Trzeszcz Martyna, Mazurec Maciej, Jach Robert, Mazurec Karolina, Jach Zofia, Kotkowska-Szeps Izabela, Kania Magdalena, Wantuchowicz Mariola, Prokopyk Anna, Barcikowski Piotr, Przybylski Marcin, Wach Joanna, Halon Agnieszka
Corfamed Woman's Health Center, Kluczborska 37, 50-322 Wroclaw, Poland.
Division of Pathology and Clinical Cytology, University Hospital in Wroclaw, Borowska 213, 50-556 Wroclaw, Poland.
Diagnostics (Basel). 2021 Oct 29;11(11):2012. doi: 10.3390/diagnostics11112012.
Recently, cervical cancer rates elevation has been noted in women aged 20-39 years in regions with a very high human development index (HDI). The onset of cancer elevation rates is observed in the age range of 25-29 years, which should necessitate effective precancer screening in younger age groups, including those <25 years. From 30.066 liquid-based screening tests results ( = 30.066), 3849 liquid-based cytology, 1321 high-risk human papillomavirus (HRHPV) and 316 p16/Ki67 performed in women <30 years were selected.

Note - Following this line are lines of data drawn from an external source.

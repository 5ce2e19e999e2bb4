//! Typing presence tracker
//!
//! Broadcasts and observes per-conversation composing state without
//! persistence, over one presence channel per conversation
//! (`typing:<conversation-id>`).
//!
//! The protocol assumes a fresh `true` arrives at least every 3 seconds
//! while the other party is typing. The time-to-live is enforced by the
//! observer, not the producer: if no refresh arrives within the window —
//! a tab crash, a dropped presence channel — the observer locally decays
//! to "not typing" with zero further events. Channel loss is never
//! surfaced as an error.
//!
//! On the producing side, [`TypingPublisher`] announces `true` on every
//! content change and arms a 2-second debounce that announces `false`;
//! submit and teardown announce `false` immediately (best-effort — the
//! observer timeout is the backstop for an abrupt unmount).

use crate::presence::{PresenceHandle, PresenceTransport};
use crate::types::{ConversationId, UserId};
use crate::Result;
use serde_json::json;
use std::collections::HashMap;
use std::sync::{Arc, Mutex};
use std::time::Duration;
use tokio::sync::watch;
use tokio::task::JoinHandle;
use tokio::time::{self, Instant};
use tracing::debug;

/// Observer-enforced freshness window for a `true` announcement
pub const TYPING_TTL: Duration = Duration::from_secs(3);

/// Producer-side idle window before announcing `false`
pub const TYPING_DEBOUNCE: Duration = Duration::from_secs(2);

fn typing_channel(conversation: ConversationId) -> String {
    format!("typing:{}", conversation)
}

fn typing_payload(is_typing: bool) -> serde_json::Value {
    json!({ "isTyping": is_typing })
}

/// Continuously updated "is the other party typing" signal
///
/// Spawns a background task that folds presence changes and the TTL into
/// a `watch` channel of `bool`. Dropping the observer tears the task and
/// the presence membership down.
pub struct TypingObserver {
    rx: watch::Receiver<bool>,
    task: JoinHandle<()>,
}

impl TypingObserver {
    /// Start observing `conversation` as `viewer`
    pub async fn start(
        transport: Arc<dyn PresenceTransport>,
        conversation: ConversationId,
        viewer: UserId,
    ) -> Result<Self> {
        Self::start_with_ttl(transport, conversation, viewer, TYPING_TTL).await
    }

    /// Start with a custom freshness window
    pub async fn start_with_ttl(
        transport: Arc<dyn PresenceTransport>,
        conversation: ConversationId,
        viewer: UserId,
        ttl: Duration,
    ) -> Result<Self> {
        let handle = transport.join(&typing_channel(conversation), viewer).await?;
        let (tx, rx) = watch::channel(false);
        let task = tokio::spawn(observe_loop(handle, viewer, ttl, tx));
        Ok(Self { rx, task })
    }

    /// Subscribe to the typing signal
    pub fn observe(&self) -> watch::Receiver<bool> {
        self.rx.clone()
    }

    /// Current value of the signal
    pub fn is_typing(&self) -> bool {
        *self.rx.borrow()
    }
}

impl Drop for TypingObserver {
    fn drop(&mut self) {
        self.task.abort();
    }
}

/// Last-observed announcement per other participant
struct Observed {
    revision: u64,
    seen_at: Instant,
    is_typing: bool,
}

async fn observe_loop(
    mut handle: PresenceHandle,
    viewer: UserId,
    ttl: Duration,
    tx: watch::Sender<bool>,
) {
    let mut observed: HashMap<UserId, Observed> = HashMap::new();

    loop {
        let now = Instant::now();
        {
            let state = handle.current();
            for (user, entry) in &state {
                if *user == viewer {
                    continue;
                }
                let refreshed = observed
                    .get(user)
                    .map_or(true, |seen| seen.revision != entry.revision);
                if refreshed {
                    // Only a refreshed entry restarts the TTL; map churn
                    // caused by other members must not keep a stale
                    // "typing" alive.
                    let is_typing = entry
                        .payload
                        .get("isTyping")
                        .and_then(|v| v.as_bool())
                        .unwrap_or(false);
                    observed.insert(
                        *user,
                        Observed {
                            revision: entry.revision,
                            seen_at: now,
                            is_typing,
                        },
                    );
                }
            }
            // A member that left is no longer typing.
            observed.retain(|user, _| state.contains_key(user));
        }

        // Deadlines still in the future; expired announcements count as
        // "not typing" already.
        let deadline = observed
            .values()
            .filter(|seen| seen.is_typing)
            .map(|seen| seen.seen_at + ttl)
            .filter(|at| *at > now)
            .min();

        tx.send_replace(deadline.is_some());

        tokio::select! {
            changed = handle.changed() => {
                if changed.is_err() {
                    // Presence channel gone: degrade, never error.
                    debug!("Presence channel closed, typing signal decays to false");
                    tx.send_replace(false);
                    return;
                }
            }
            _ = sleep_until_opt(deadline) => {}
        }
    }
}

async fn sleep_until_opt(deadline: Option<Instant>) {
    match deadline {
        Some(at) => time::sleep_until(at).await,
        None => futures::future::pending().await,
    }
}

/// Local producer feeding the typing announcements
pub struct TypingPublisher {
    transport: Arc<dyn PresenceTransport>,
    channel: String,
    viewer: UserId,
    debounce: Duration,
    pending: Mutex<Option<JoinHandle<()>>>,
}

impl TypingPublisher {
    /// Create a publisher for `conversation`
    pub fn new(
        transport: Arc<dyn PresenceTransport>,
        conversation: ConversationId,
        viewer: UserId,
    ) -> Self {
        Self::with_debounce(transport, conversation, viewer, TYPING_DEBOUNCE)
    }

    /// Create a publisher with a custom idle window
    pub fn with_debounce(
        transport: Arc<dyn PresenceTransport>,
        conversation: ConversationId,
        viewer: UserId,
        debounce: Duration,
    ) -> Self {
        Self {
            transport,
            channel: typing_channel(conversation),
            viewer,
            debounce,
            pending: Mutex::new(None),
        }
    }

    /// The composer content changed
    ///
    /// Announces `true` (redundant announcements are allowed) and re-arms
    /// the idle debounce that will announce `false`.
    pub async fn input_changed(&self) -> Result<()> {
        self.cancel_debounce();
        self.announce(true).await?;

        let transport = Arc::clone(&self.transport);
        let channel = self.channel.clone();
        let viewer = self.viewer;
        let debounce = self.debounce;
        let timer = tokio::spawn(async move {
            time::sleep(debounce).await;
            let _ = transport
                .track(&channel, viewer, typing_payload(false))
                .await;
        });
        if let Ok(mut pending) = self.pending.lock() {
            *pending = Some(timer);
        }
        Ok(())
    }

    /// The composer was submitted; announce `false` immediately
    pub async fn submitted(&self) -> Result<()> {
        self.cancel_debounce();
        self.announce(false).await
    }

    /// Leaving the conversation view; best-effort `false`
    pub async fn close(&self) -> Result<()> {
        self.cancel_debounce();
        self.announce(false).await
    }

    async fn announce(&self, is_typing: bool) -> Result<()> {
        self.transport
            .track(&self.channel, self.viewer, typing_payload(is_typing))
            .await
    }

    fn cancel_debounce(&self) {
        if let Ok(mut pending) = self.pending.lock() {
            if let Some(timer) = pending.take() {
                timer.abort();
            }
        }
    }
}

impl Drop for TypingPublisher {
    fn drop(&mut self) {
        // An abrupt unmount cannot announce; the observer TTL covers it.
        self.cancel_debounce();
    }
}

#[cfg(test)]
mod tests {
    use super::*;
    use crate::presence::MemoryPresence;

    async fn settle() {
        for _ in 0..20 {
            tokio::task::yield_now().await;
        }
    }

    fn fixture() -> (Arc<MemoryPresence>, ConversationId, UserId, UserId) {
        (
            Arc::new(MemoryPresence::new()),
            ConversationId::new(),
            UserId::new(),
            UserId::new(),
        )
    }

    #[tokio::test(start_paused = true)]
    async fn test_true_announcement_is_observed() {
        let (hub, conversation, alice, bob) = fixture();
        let observer = TypingObserver::start(hub.clone(), conversation, bob)
            .await
            .unwrap();
        settle().await;
        assert!(!observer.is_typing());

        hub.track(&typing_channel(conversation), alice, typing_payload(true))
            .await
            .unwrap();
        settle().await;
        assert!(observer.is_typing());
    }

    #[tokio::test(start_paused = true)]
    async fn test_timeout_decays_with_zero_further_events() {
        let (hub, conversation, alice, bob) = fixture();
        let observer = TypingObserver::start(hub.clone(), conversation, bob)
            .await
            .unwrap();
        settle().await;

        hub.track(&typing_channel(conversation), alice, typing_payload(true))
            .await
            .unwrap();
        settle().await;
        assert!(observer.is_typing());

        // Just inside the window: still typing.
        time::advance(Duration::from_millis(2900)).await;
        settle().await;
        assert!(observer.is_typing());

        // Past the window, no explicit false ever arrived.
        time::advance(Duration::from_millis(200)).await;
        settle().await;
        assert!(!observer.is_typing());
    }

    #[tokio::test(start_paused = true)]
    async fn test_fresh_true_extends_the_window() {
        let (hub, conversation, alice, bob) = fixture();
        let observer = TypingObserver::start(hub.clone(), conversation, bob)
            .await
            .unwrap();
        settle().await;

        hub.track(&typing_channel(conversation), alice, typing_payload(true))
            .await
            .unwrap();
        settle().await;

        time::advance(Duration::from_millis(2500)).await;
        hub.track(&typing_channel(conversation), alice, typing_payload(true))
            .await
            .unwrap();
        settle().await;

        // 3s past the first announce, but the refresh restarted the TTL.
        time::advance(Duration::from_millis(1000)).await;
        settle().await;
        assert!(observer.is_typing());

        time::advance(Duration::from_millis(2100)).await;
        settle().await;
        assert!(!observer.is_typing());
    }

    #[tokio::test(start_paused = true)]
    async fn test_own_announcements_are_ignored() {
        let (hub, conversation, _alice, bob) = fixture();
        let observer = TypingObserver::start(hub.clone(), conversation, bob)
            .await
            .unwrap();
        settle().await;

        hub.track(&typing_channel(conversation), bob, typing_payload(true))
            .await
            .unwrap();
        settle().await;
        assert!(!observer.is_typing());
    }

    #[tokio::test(start_paused = true)]
    async fn test_explicit_false_transitions_immediately() {
        let (hub, conversation, alice, bob) = fixture();
        let observer = TypingObserver::start(hub.clone(), conversation, bob)
            .await
            .unwrap();
        settle().await;

        hub.track(&typing_channel(conversation), alice, typing_payload(true))
            .await
            .unwrap();
        settle().await;
        assert!(observer.is_typing());

        hub.track(&typing_channel(conversation), alice, typing_payload(false))
            .await
            .unwrap();
        settle().await;
        assert!(!observer.is_typing());
    }

    #[tokio::test(start_paused = true)]
    async fn test_member_leaving_decays_to_false() {
        let (hub, conversation, alice, bob) = fixture();
        let observer = TypingObserver::start(hub.clone(), conversation, bob)
            .await
            .unwrap();
        settle().await;

        let alice_handle = hub
            .join(&typing_channel(conversation), alice)
            .await
            .unwrap();
        hub.track(&typing_channel(conversation), alice, typing_payload(true))
            .await
            .unwrap();
        settle().await;
        assert!(observer.is_typing());

        drop(alice_handle);
        settle().await;
        assert!(!observer.is_typing());
    }

    #[tokio::test(start_paused = true)]
    async fn test_debounce_announces_false_before_ttl() {
        let (hub, conversation, alice, bob) = fixture();
        let observer = TypingObserver::start(hub.clone(), conversation, bob)
            .await
            .unwrap();
        settle().await;

        let publisher = TypingPublisher::new(hub.clone(), conversation, alice);
        publisher.input_changed().await.unwrap();
        settle().await;
        assert!(observer.is_typing());

        // Just inside the producer idle window.
        time::advance(Duration::from_millis(1900)).await;
        settle().await;
        assert!(observer.is_typing());

        // The debounce-fired false lands at 2s, a full second before the
        // observer's TTL would have expired the last true.
        time::advance(Duration::from_millis(200)).await;
        settle().await;
        assert!(!observer.is_typing());
    }

    #[tokio::test(start_paused = true)]
    async fn test_keystrokes_rearm_the_debounce() {
        let (hub, conversation, alice, bob) = fixture();
        let observer = TypingObserver::start(hub.clone(), conversation, bob)
            .await
            .unwrap();
        settle().await;

        let publisher = TypingPublisher::new(hub.clone(), conversation, alice);
        publisher.input_changed().await.unwrap();
        settle().await;

        time::advance(Duration::from_millis(1500)).await;
        publisher.input_changed().await.unwrap();
        settle().await;

        // 2s past the first keystroke: the first debounce was re-armed.
        time::advance(Duration::from_millis(600)).await;
        settle().await;
        assert!(observer.is_typing());

        time::advance(Duration::from_millis(1500)).await;
        settle().await;
        assert!(!observer.is_typing());
    }

    #[tokio::test(start_paused = true)]
    async fn test_submit_announces_false_immediately() {
        let (hub, conversation, alice, bob) = fixture();
        let observer = TypingObserver::start(hub.clone(), conversation, bob)
            .await
            .unwrap();
        settle().await;

        let publisher = TypingPublisher::new(hub.clone(), conversation, alice);
        publisher.input_changed().await.unwrap();
        settle().await;
        assert!(observer.is_typing());

        publisher.submitted().await.unwrap();
        settle().await;
        assert!(!observer.is_typing());
    }
}
//! Global unread counter
//!
//! A single derived integer: the count of messages where the current user
//! is not the sender and `read_at` is null, across all conversations. The
//! counter is reconstructed once with an aggregate query and then
//! maintained incrementally from the user-scoped message feed
//! ([`FeedScope::UserMessages`](crate::FeedScope)), the same participant
//! scoping the aggregate uses. No event ever triggers a re-aggregation.
//!
//! Drift from missed events during a disconnect is an accepted risk,
//! corrected by [`UnreadCounter::resync`] at the reconnect
//! resynchronization point.

use crate::feed::{ChangeEvent, ChangeOp, RecordStore, Subscription};
use crate::types::UserId;
use crate::Result;
use std::sync::Arc;
use tokio::sync::watch;
use tracing::{debug, info};

/// Incrementally maintained unread-message counter for one user
pub struct UnreadCounter {
    store: Arc<dyn RecordStore>,
    user: UserId,
    tx: watch::Sender<u64>,
}

impl UnreadCounter {
    /// Compute the initial aggregate and start maintaining it
    pub async fn start(store: Arc<dyn RecordStore>, user: UserId) -> Result<Self> {
        let initial = store.count_unread(user).await?;
        info!("Unread counter initialized at {} for {}", initial, user);
        let (tx, _) = watch::channel(initial);
        Ok(Self { store, user, tx })
    }

    /// Subscribe to counter updates
    pub fn watch(&self) -> watch::Receiver<u64> {
        self.tx.subscribe()
    }

    /// Current counter value
    pub fn current(&self) -> u64 {
        *self.tx.borrow()
    }

    /// Fold one message-feed event into the counter
    ///
    /// Foreign inserts increment; a foreign null→non-null `read_at`
    /// transition decrements, floored at zero. Everything else is ignored.
    pub fn handle_event(&self, event: &ChangeEvent) {
        match event.op {
            ChangeOp::Insert => {
                let Ok(message) = event.message() else { return };
                if message.sender_id != self.user && message.read_at.is_none() {
                    let value = self.current() + 1;
                    debug!("Unread counter incremented to {}", value);
                    self.tx.send_replace(value);
                }
            }
            ChangeOp::Update => {
                let Ok(message) = event.message() else { return };
                let Ok(Some(old)) = event.old_message() else { return };
                if message.sender_id != self.user
                    && old.read_at.is_none()
                    && message.read_at.is_some()
                {
                    let value = self.current().saturating_sub(1);
                    debug!("Unread counter decremented to {}", value);
                    self.tx.send_replace(value);
                }
            }
            ChangeOp::Delete => {}
        }
    }

    /// Re-run the full aggregate to correct accumulated drift
    ///
    /// The one sanctioned recomputation, invoked on reconnect.
    pub async fn resync(&self) -> Result<u64> {
        let value = self.store.count_unread(self.user).await?;
        info!("Unread counter resynced to {}", value);
        self.tx.send_replace(value);
        Ok(value)
    }

    /// Drive the counter from a live message subscription
    ///
    /// Runs until the feed closes.
    pub async fn run(&self, mut subscription: Subscription) {
        while let Some(event) = subscription.recv().await {
            self.handle_event(&event);
        }
        debug!("Unread counter feed closed");
    }
}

Performance characteristics were calculated for three screening models: primary HRHPV with p16/Ki67 triage, primary cytology with reflex HPV and primary cytology alone. Primary HRHPV with p16/Ki67 triage was significantly more sensitive in high-grade squamous intraepithelial lesion quantified with cervical intraepithelial neoplasia grade 2 or worse [HSIL(CIN2+)] detection than cytology with reflex HRHPV and cytology alone (83.3% vs. 70.8%/45.8%) and had significantly higher diagnostic predictive values (PPV:29.4%/21.3%/22.9%; NPV:91.7%/82.9%/82.2%, respectively at CIN2+ threshold). The number of colposcopies per HSIL(CIN2+) detection indices was 3.4, 4.7 and 4.4, respectively. Primary HPV testing in women <30 years with p16/Ki67 triage of HPV-positive cases might be an effective cervical cancer screening strategy for HSIL(CIN2+) detection with superior diagnostic performance when compared with primary cytology-based models. Women <25 years might also benefit from an introduction to a more sensitive screening approach.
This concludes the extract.